- Problem description -
In the data that follows, count every line holding the string "first" and give the count alone.

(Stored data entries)
☆ ☆ ☆ ☆
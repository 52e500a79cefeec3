//! Database tests

use std::collections::BTreeMap;

use serde_json::{json, Value};

use super::*;
use crate::models::*;

fn answers(pairs: &[(&str, Value)]) -> BTreeMap<String, Value> {
    pairs
        .iter()
        .map(|(k, v)| (k.to_string(), v.clone()))
        .collect()
}

#[test]
fn test_in_memory_db() {
    let db = Database::in_memory().unwrap();
    let questionnaires = db.list_questionnaires("alice@example.com").unwrap();
    assert!(questionnaires.is_empty());
}

#[test]
fn test_schema_has_unique_answer_key() {
    let db = Database::in_memory().unwrap();
    let conn = db.conn().unwrap();

    let columns: i64 = conn
        .query_row(
            "SELECT COUNT(*) FROM pragma_table_info('questionnaire_answers') WHERE name IN ('questionnaire_id', 'question_key', 'answer_json', 'updated_at')",
            [],
            |row| row.get(0),
        )
        .unwrap();
    assert_eq!(columns, 4);
}

#[test]
fn test_create_and_get_questionnaire() {
    let db = Database::in_memory().unwrap();

    let q = db.create_questionnaire("alice@example.com").unwrap();
    assert!(q.id > 0);
    assert_eq!(q.owner, "alice@example.com");
    assert_eq!(q.status, QuestionnaireStatus::InProgress);

    let fetched = db.get_questionnaire(q.id, "alice@example.com").unwrap();
    assert_eq!(fetched.id, q.id);
}

#[test]
fn test_get_questionnaire_other_owner_is_not_found() {
    let db = Database::in_memory().unwrap();
    let q = db.create_questionnaire("alice@example.com").unwrap();

    let err = db.get_questionnaire(q.id, "bob@example.com").unwrap_err();
    assert!(matches!(err, crate::Error::QuestionnaireNotFound(_)));

    let err = db.get_questionnaire(9999, "alice@example.com").unwrap_err();
    assert!(matches!(err, crate::Error::QuestionnaireNotFound(_)));
}

#[test]
fn test_list_questionnaires_scoped_by_owner() {
    let db = Database::in_memory().unwrap();
    let first = db.create_questionnaire("alice@example.com").unwrap();
    let second = db.create_questionnaire("alice@example.com").unwrap();
    db.create_questionnaire("bob@example.com").unwrap();

    let listed = db.list_questionnaires("alice@example.com").unwrap();
    assert_eq!(listed.len(), 2);
    // Newest first
    assert_eq!(listed[0].id, second.id);
    assert_eq!(listed[1].id, first.id);
}

#[test]
fn test_upsert_answers_last_write_wins() {
    let db = Database::in_memory().unwrap();
    let q = db.create_questionnaire("alice@example.com").unwrap();

    db.upsert_answers(q.id, &answers(&[("age", json!(35)), ("income", json!(50000))]))
        .unwrap();
    db.upsert_answer(q.id, "age", &json!(41)).unwrap();

    let stored = db.get_answers(q.id).unwrap();
    assert_eq!(stored.len(), 2);
    assert_eq!(stored["age"], "41");
    assert_eq!(stored["income"], "50000");
}

#[test]
fn test_answers_stored_as_json_text() {
    let db = Database::in_memory().unwrap();
    let q = db.create_questionnaire("alice@example.com").unwrap();

    db.upsert_answers(
        q.id,
        &answers(&[
            ("province", json!("QC")),
            ("owns_home", json!(true)),
            ("pets", json!(["dog", "cat"])),
        ]),
    )
    .unwrap();

    let stored = db.get_answers(q.id).unwrap();
    assert_eq!(stored["province"], "\"QC\"");
    assert_eq!(stored["owns_home"], "true");

    let values = db.get_answer_values(q.id).unwrap();
    assert_eq!(values["province"], json!("QC"));
    assert_eq!(values["owns_home"], json!(true));
    assert_eq!(values["pets"], json!(["dog", "cat"]));
}

#[test]
fn test_raw_answer_decodes_to_string_when_not_json() {
    let db = Database::in_memory().unwrap();
    let q = db.create_questionnaire("alice@example.com").unwrap();

    db.upsert_raw_answer(q.id, "province", "QC").unwrap();
    db.upsert_raw_answer(q.id, "age", "42").unwrap();

    let values = db.get_answer_values(q.id).unwrap();
    assert_eq!(values["province"], json!("QC"));
    assert_eq!(values["age"], json!(42));
}

#[test]
fn test_empty_question_key_rejected() {
    let db = Database::in_memory().unwrap();
    let q = db.create_questionnaire("alice@example.com").unwrap();

    let err = db
        .upsert_answers(q.id, &answers(&[("age", json!(30)), ("  ", json!(1))]))
        .unwrap_err();
    assert!(matches!(err, crate::Error::InvalidAnswer(_)));
    // Nothing from the batch was written
    assert!(db.get_answers(q.id).unwrap().is_empty());
}

#[test]
fn test_answers_isolated_per_questionnaire() {
    let db = Database::in_memory().unwrap();
    let a = db.create_questionnaire("alice@example.com").unwrap();
    let b = db.create_questionnaire("alice@example.com").unwrap();

    db.upsert_answer(a.id, "age", &json!(30)).unwrap();

    assert_eq!(db.get_answers(a.id).unwrap().len(), 1);
    assert!(db.get_answers(b.id).unwrap().is_empty());
}

#[test]
fn test_set_questionnaire_status() {
    let db = Database::in_memory().unwrap();
    let q = db.create_questionnaire("alice@example.com").unwrap();

    db.set_questionnaire_status(q.id, QuestionnaireStatus::Completed)
        .unwrap();
    let fetched = db.get_questionnaire(q.id, "alice@example.com").unwrap();
    assert_eq!(fetched.status, QuestionnaireStatus::Completed);

    let err = db
        .set_questionnaire_status(9999, QuestionnaireStatus::Completed)
        .unwrap_err();
    assert!(matches!(err, crate::Error::QuestionnaireNotFound(_)));
}

#[test]
fn test_audit_log() {
    let db = Database::in_memory().unwrap();

    db.log_audit("alice@example.com", "create", AuditSubject::Questionnaire(1), None)
        .unwrap();
    db.log_audit(
        "alice@example.com",
        "complete",
        AuditSubject::Questionnaire(1),
        Some("overall=45"),
    )
    .unwrap();
    db.log_audit("api-key", "assess", AuditSubject::Assessment, Some("keys=3"))
        .unwrap();

    let entries = db.list_audit_log(10).unwrap();
    assert_eq!(entries.len(), 3);
    assert_eq!(entries[0].actor, "api-key");
    assert_eq!(entries[0].subject, "assessment");
    assert_eq!(entries[0].subject_id, None);
    assert_eq!(entries[1].action, "complete");
    assert_eq!(entries[1].details.as_deref(), Some("overall=45"));
    assert_eq!(entries[2].subject, "questionnaire");
    assert_eq!(entries[2].subject_id, Some(1));

    assert_eq!(db.list_audit_log(1).unwrap().len(), 1);
}

#[test]
fn test_derive_key_is_deterministic() {
    let a = derive_key("correct horse battery staple").unwrap();
    let b = derive_key("correct horse battery staple").unwrap();
    let c = derive_key("something else").unwrap();

    assert_eq!(a, b);
    assert_ne!(a, c);
    assert_eq!(a.len(), 64);
}

#[test]
fn test_encrypted_database_round_trip() {
    let dir = tempfile::tempdir().unwrap();
    let path = dir.path().join("encrypted.db");
    let path = path.to_string_lossy();

    {
        let db = Database::new_with_key(&path, Some("passphrase")).unwrap();
        assert!(db.is_encrypted());
        let q = db.create_questionnaire("alice@example.com").unwrap();
        db.upsert_answer(q.id, "age", &json!(35)).unwrap();
    }

    let reopened = Database::new_with_key(&path, Some("passphrase")).unwrap();
    let listed = reopened.list_questionnaires("alice@example.com").unwrap();
    assert_eq!(listed.len(), 1);
    assert_eq!(reopened.get_answers(listed[0].id).unwrap()["age"], "35");
}

#[test]
fn test_wrong_key_cannot_open_database() {
    let dir = tempfile::tempdir().unwrap();
    let path = dir.path().join("locked.db");
    let path = path.to_string_lossy();

    {
        let db = Database::new_with_key(&path, Some("right")).unwrap();
        db.create_questionnaire("alice@example.com").unwrap();
    }

    assert!(Database::new_with_key(&path, Some("wrong")).is_err());
}

#[test]
fn test_foreign_keys_enforced_on_pooled_connections() {
    let db = Database::in_memory().unwrap();
    assert!(!db.is_encrypted());

    let conn = db.conn().unwrap();
    let enabled: i64 = conn
        .query_row("PRAGMA foreign_keys", [], |row| row.get(0))
        .unwrap();
    assert_eq!(enabled, 1);

    // Answers for a questionnaire that does not exist are refused
    assert!(db.upsert_answer(9999, "age", &json!(40)).is_err());
}

#[test]
fn test_raw_answer_commits_with_timestamp_bump() {
    let db = Database::in_memory().unwrap();
    let q = db.create_questionnaire("alice@example.com").unwrap();

    db.conn()
        .unwrap()
        .execute(
            "UPDATE questionnaires SET updated_at = '2000-01-01 00:00:00' WHERE id = ?",
            [q.id],
        )
        .unwrap();

    db.upsert_raw_answer(q.id, "province", "QC").unwrap();

    let updated = db.get_questionnaire(q.id, "alice@example.com").unwrap();
    assert!(updated.updated_at.format("%Y").to_string() != "2000");
    assert_eq!(db.get_answers(q.id).unwrap()["province"], "QC");
}

#[test]
fn test_raw_answer_for_missing_questionnaire_writes_nothing() {
    let db = Database::in_memory().unwrap();

    assert!(db.upsert_raw_answer(4242, "province", "QC").is_err());

    let count: i64 = db
        .conn()
        .unwrap()
        .query_row("SELECT COUNT(*) FROM questionnaire_answers", [], |row| row.get(0))
        .unwrap();
    assert_eq!(count, 0);
}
☆ ☆ ☆ ☆
- Completed exercise -
3